What is required => Give back the full listing that follows exactly as it reads.

---------- Exercise data ----------

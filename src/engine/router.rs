// Copyright (c) 2025 Steve Wagner (ciroque@live.com)
// SPDX-License-Identifier: MIT

//! Drives one frame along its graph path.
//!
//! The router invokes each element of the path in dependency order, merges
//! declared outputs into the swag, and delivers the swag to the stream's
//! sink at the end of the path. Control outcomes end the walk early:
//!
//! * `Error` abandons the frame and delivers the element's diagnostic
//! * `Stop` abandons the frame without a response
//!
//! An element is never invoked with a declared input absent from the swag;
//! such a frame fails with a diagnostic instead. A destroyed stream's frame
//! is discarded at the next element boundary.
//!
//! An element not yet started for the stream has `start_stream` run before
//! its first frame. An ERROR from that hook fails the frame.

use serde_json::Value;
use std::sync::Arc;

use crate::config::consts::DIAGNOSTIC_KEY;
use crate::engine::context::ElementContext;
use crate::engine::frame::{Frame, FrameState};
use crate::engine::metrics::ElementTimer;
use crate::engine::pipeline::{PipelineShared, StartOutcome};
use crate::engine::response::FrameResponse;
use crate::engine::stream::Stream;
use crate::observability::messages::element::{
    ElementInvocationCompleted, ElementInvocationStarted, ElementReportedError,
};
use crate::observability::messages::engine::{FrameDelivered, FrameDiscarded, FrameFailed};
use crate::observability::messages::StructuredLog;
use crate::traits::{StreamEvent, Swag};

pub(crate) async fn route_frame(shared: Arc<PipelineShared>, stream: Arc<Stream>, mut frame: Frame) {
    let Some(path) = shared.paths.get(&frame.graph_path) else {
        let diagnostic = format!("Unknown graph path '{}'", frame.graph_path);
        let head = frame.graph_path.clone();
        fail(&shared, &stream, frame, &head, diagnostic_swag(&diagnostic));
        return;
    };

    for element_name in &path.elements {
        if stream.is_cancelled() {
            discard(&stream, &mut frame, "stream destroyed");
            return;
        }

        let (Some(definition), Some(element)) = (
            shared.definition.element(element_name),
            shared.elements.get(element_name),
        ) else {
            let diagnostic = format!("Element '{}' is not part of the pipeline", element_name);
            fail(&shared, &stream, frame, element_name, diagnostic_swag(&diagnostic));
            return;
        };

        match shared.start_element(&stream, element_name).await {
            StartOutcome::Ready | StartOutcome::Stopped => {}
            StartOutcome::Failed(diagnostic) => {
                fail(&shared, &stream, frame, element_name, diagnostic_swag(&diagnostic));
                return;
            }
            StartOutcome::Destroyed => {
                discard(&stream, &mut frame, "stream destroyed");
                return;
            }
        }

        let inputs = definition.input_names();
        let missing = frame.missing_inputs(&inputs);
        if !missing.is_empty() {
            let diagnostic = format!(
                "Element '{}' not invoked, missing inputs: {}",
                element_name,
                missing.join(", ")
            );
            fail(&shared, &stream, frame, element_name, diagnostic_swag(&diagnostic));
            return;
        }

        frame.transition(FrameState::Ready);
        frame.transition(FrameState::Running);
        let selected = frame.select(&inputs);

        ElementInvocationStarted {
            element: element_name,
            stream_id: stream.id(),
            frame_id: frame.frame_id,
        }
        .log();

        let timer = ElementTimer::start();
        let response = {
            let context = ElementContext::new(&shared, &stream, element_name, Some(&frame));
            element.process_frame(&context, selected).await
        };
        let sample = timer.finish();

        ElementInvocationCompleted {
            element: element_name,
            stream_id: stream.id(),
            frame_id: frame.frame_id,
            duration: sample.time,
        }
        .log();
        frame.metrics.record(element_name, sample);
        stream.touch();

        match response.event {
            StreamEvent::Okay => {
                frame.merge_outputs(element_name, &definition.output_names(), response.outputs);
                frame.transition(FrameState::Advanced);
            }
            StreamEvent::Error => {
                let mut outputs = response.outputs;
                outputs
                    .entry(DIAGNOSTIC_KEY.to_string())
                    .or_insert_with(|| Value::String("Element reported an error".to_string()));
                ElementReportedError {
                    element: element_name,
                    stream_id: stream.id(),
                    frame_id: frame.frame_id,
                    diagnostic: outputs
                        .get(DIAGNOSTIC_KEY)
                        .and_then(Value::as_str)
                        .unwrap_or_default(),
                }
                .log();
                fail(&shared, &stream, frame, element_name, outputs);
                return;
            }
            StreamEvent::Stop => {
                let reason = format!("stopped by element '{}'", element_name);
                discard(&stream, &mut frame, &reason);
                return;
            }
        }
    }

    if stream.is_cancelled() {
        discard(&stream, &mut frame, "stream destroyed");
        return;
    }
    deliver(&shared, &stream, frame);
}

fn diagnostic_swag(diagnostic: &str) -> Swag {
    Swag::from([(
        DIAGNOSTIC_KEY.to_string(),
        Value::String(diagnostic.to_string()),
    )])
}

fn deliver(shared: &PipelineShared, stream: &Stream, mut frame: Frame) {
    frame.transition(FrameState::Delivered);
    frame.metrics.finalize(shared.start_memory);

    FrameDelivered {
        stream_id: stream.id(),
        frame_id: frame.frame_id,
        pipeline_time: frame.metrics.pipeline_time,
    }
    .log();

    send(
        stream,
        FrameResponse {
            stream_id: stream.id().to_string(),
            frame_id: frame.frame_id,
            graph_path: frame.graph_path,
            event: StreamEvent::Okay,
            swag: frame.swag,
            metrics: frame.metrics,
        },
    );
}

/// Abandon the frame and deliver `outputs`, which carry the diagnostic.
fn fail(shared: &PipelineShared, stream: &Stream, mut frame: Frame, element: &str, outputs: Swag) {
    frame.transition(FrameState::Failed);
    frame.metrics.finalize(shared.start_memory);

    FrameFailed {
        stream_id: stream.id(),
        frame_id: frame.frame_id,
        element,
        diagnostic: outputs
            .get(DIAGNOSTIC_KEY)
            .and_then(Value::as_str)
            .unwrap_or_default(),
    }
    .log();

    send(
        stream,
        FrameResponse {
            stream_id: stream.id().to_string(),
            frame_id: frame.frame_id,
            graph_path: frame.graph_path,
            event: StreamEvent::Error,
            swag: outputs,
            metrics: frame.metrics,
        },
    );
}

fn discard(stream: &Stream, frame: &mut Frame, reason: &str) {
    frame.transition(FrameState::Failed);
    FrameDiscarded {
        stream_id: stream.id(),
        frame_id: frame.frame_id,
        reason,
    }
    .log();
}

fn send(stream: &Stream, response: FrameResponse) {
    let frame_id = response.frame_id;
    if !stream.sink().deliver(response) {
        tracing::debug!(
            stream_id = stream.id(),
            frame_id,
            "Response receiver dropped, result not delivered"
        );
    }
}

----------

Response area =>
filename src/engine/router.rs
// Copyright (c) 2025 Steve Wagner (ciroque@live.com)
// SPDX-License-Identifier: MIT

//! Drives one frame along its graph path.
//!
//! The router invokes each element of the path in dependency order, merges
//! declared outputs into the swag, and delivers the swag to the stream's
//! sink at the end of the path. Control outcomes end the walk early:
//!
//! * `Error` abandons the frame and delivers the element's diagnostic
//! * `Stop` abandons the frame without a response
//!
//! An element is never invoked with a declared input absent from the swag;
//! such a frame fails with a diagnostic instead. A destroyed stream's frame
//! is discarded at the next element boundary.
//!
//! An element not yet started for the stream has `start_stream` run before
//! its first frame. An ERROR from that hook fails the frame.

use serde_json::Value;
use std::sync::Arc;

use crate::config::consts::DIAGNOSTIC_KEY;
use crate::engine::context::ElementContext;
use crate::engine::frame::{Frame, FrameState};
use crate::engine::metrics::ElementTimer;
use crate::engine::pipeline::{PipelineShared, StartOutcome};
use crate::engine::response::FrameResponse;
use crate::engine::stream::Stream;
use crate::observability::messages::element::{
    ElementInvocationCompleted, ElementInvocationStarted, ElementReportedError,
};
use crate::observability::messages::engine::{FrameDelivered, FrameDiscarded, FrameFailed};
use crate::observability::messages::StructuredLog;
use crate::traits::{StreamEvent, Swag};

pub(crate) async fn route_frame(shared: Arc<PipelineShared>, stream: Arc<Stream>, mut frame: Frame) {
    let Some(path) = shared.paths.get(&frame.graph_path) else {
        let diagnostic = format!("Unknown graph path '{}'", frame.graph_path);
        let head = frame.graph_path.clone();
        fail(&shared, &stream, frame, &head, diagnostic_swag(&diagnostic));
        return;
    };

    for element_name in &path.elements {
        if stream.is_cancelled() {
            discard(&stream, &mut frame, "stream destroyed");
            return;
        }

        let (Some(definition), Some(element)) = (
            shared.definition.element(element_name),
            shared.elements.get(element_name),
        ) else {
            let diagnostic = format!("Element '{}' is not part of the pipeline", element_name);
            fail(&shared, &stream, frame, element_name, diagnostic_swag(&diagnostic));
            return;
        };

        match shared.start_element(&stream, element_name).await {
            StartOutcome::Ready | StartOutcome::Stopped => {}
            StartOutcome::Failed(diagnostic) => {
                fail(&shared, &stream, frame, element_name, diagnostic_swag(&diagnostic));
                return;
            }
            StartOutcome::Destroyed => {
                discard(&stream, &mut frame, "stream destroyed");
                return;
            }
        }

        let inputs = definition.input_names();
        let missing = frame.missing_inputs(&inputs);
        if !missing.is_empty() {
            let diagnostic = format!(
                "Element '{}' not invoked, missing inputs: {}",
                element_name,
                missing.join(", ")
            );
            fail(&shared, &stream, frame, element_name, diagnostic_swag(&diagnostic));
            return;
        }

        frame.transition(FrameState::Ready);
        frame.transition(FrameState::Running);
        let selected = frame.select(&inputs);

        ElementInvocationStarted {
            element: element_name,
            stream_id: stream.id(),
            frame_id: frame.frame_id,
        }
        .log();

        let timer = ElementTimer::start();
        let response = {
            let context = ElementContext::new(&shared, &stream, element_name, Some(&frame));
            element.process_frame(&context, selected).await
        };
        let sample = timer.finish();

        ElementInvocationCompleted {
            element: element_name,
            stream_id: stream.id(),
            frame_id: frame.frame_id,
            duration: sample.time,
        }
        .log();
        frame.metrics.record(element_name, sample);
        stream.touch();

        match response.event {
            StreamEvent::Okay => {
                frame.merge_outputs(element_name, &definition.output_names(), response.outputs);
                frame.transition(FrameState::Advanced);
            }
            StreamEvent::Error => {
                let mut outputs = response.outputs;
                outputs
                    .entry(DIAGNOSTIC_KEY.to_string())
                    .or_insert_with(|| Value::String("Element reported an error".to_string()));
                ElementReportedError {
                    element: element_name,
                    stream_id: stream.id(),
                    frame_id: frame.frame_id,
                    diagnostic: outputs
                        .get(DIAGNOSTIC_KEY)
                        .and_then(Value::as_str)
                        .unwrap_or_default(),
                }
                .log();
                fail(&shared, &stream, frame, element_name, outputs);
                return;
            }
            StreamEvent::Stop => {
                let reason = format!("stopped by element '{}'", element_name);
                discard(&stream, &mut frame, &reason);
                return;
            }
        }
    }

    if stream.is_cancelled() {
        discard(&stream, &mut frame, "stream destroyed");
        return;
    }
    deliver(&shared, &stream, frame);
}

fn diagnostic_swag(diagnostic: &str) -> Swag {
    Swag::from([(
        DIAGNOSTIC_KEY.to_string(),
        Value::String(diagnostic.to_string()),
    )])
}

fn deliver(shared: &PipelineShared, stream: &Stream, mut frame: Frame) {
    frame.transition(FrameState::Delivered);
    frame.metrics.finalize(shared.start_memory);

    FrameDelivered {
        stream_id: stream.id(),
        frame_id: frame.frame_id,
        pipeline_time: frame.metrics.pipeline_time,
    }
    .log();

    send(
        stream,
        FrameResponse {
            stream_id: stream.id().to_string(),
            frame_id: frame.frame_id,
            graph_path: frame.graph_path,
            event: StreamEvent::Okay,
            swag: frame.swag,
            metrics: frame.metrics,
        },
    );
}

/// Abandon the frame and deliver `outputs`, which carry the diagnostic.
fn fail(shared: &PipelineShared, stream: &Stream, mut frame: Frame, element: &str, outputs: Swag) {
    frame.transition(FrameState::Failed);
    frame.metrics.finalize(shared.start_memory);

    FrameFailed {
        stream_id: stream.id(),
        frame_id: frame.frame_id,
        element,
        diagnostic: outputs
            .get(DIAGNOSTIC_KEY)
            .and_then(Value::as_str)
            .unwrap_or_default(),
    }
    .log();

    send(
        stream,
        FrameResponse {
            stream_id: stream.id().to_string(),
            frame_id: frame.frame_id,
            graph_path: frame.graph_path,
            event: StreamEvent::Error,
            swag: outputs,
            metrics: frame.metrics,
        },
    );
}

fn discard(stream: &Stream, frame: &mut Frame, reason: &str) {
    frame.transition(FrameState::Failed);
    FrameDiscarded {
        stream_id: stream.id(),
        frame_id: frame.frame_id,
        reason,
    }
    .log();
}

fn send(stream: &Stream, response: FrameResponse) {
    let frame_id = response.frame_id;
    if !stream.sink().deliver(response) {
        tracing::debug!(
            stream_id = stream.id(),
            frame_id,
            "Response receiver dropped, result not delivered"
        );
    }
}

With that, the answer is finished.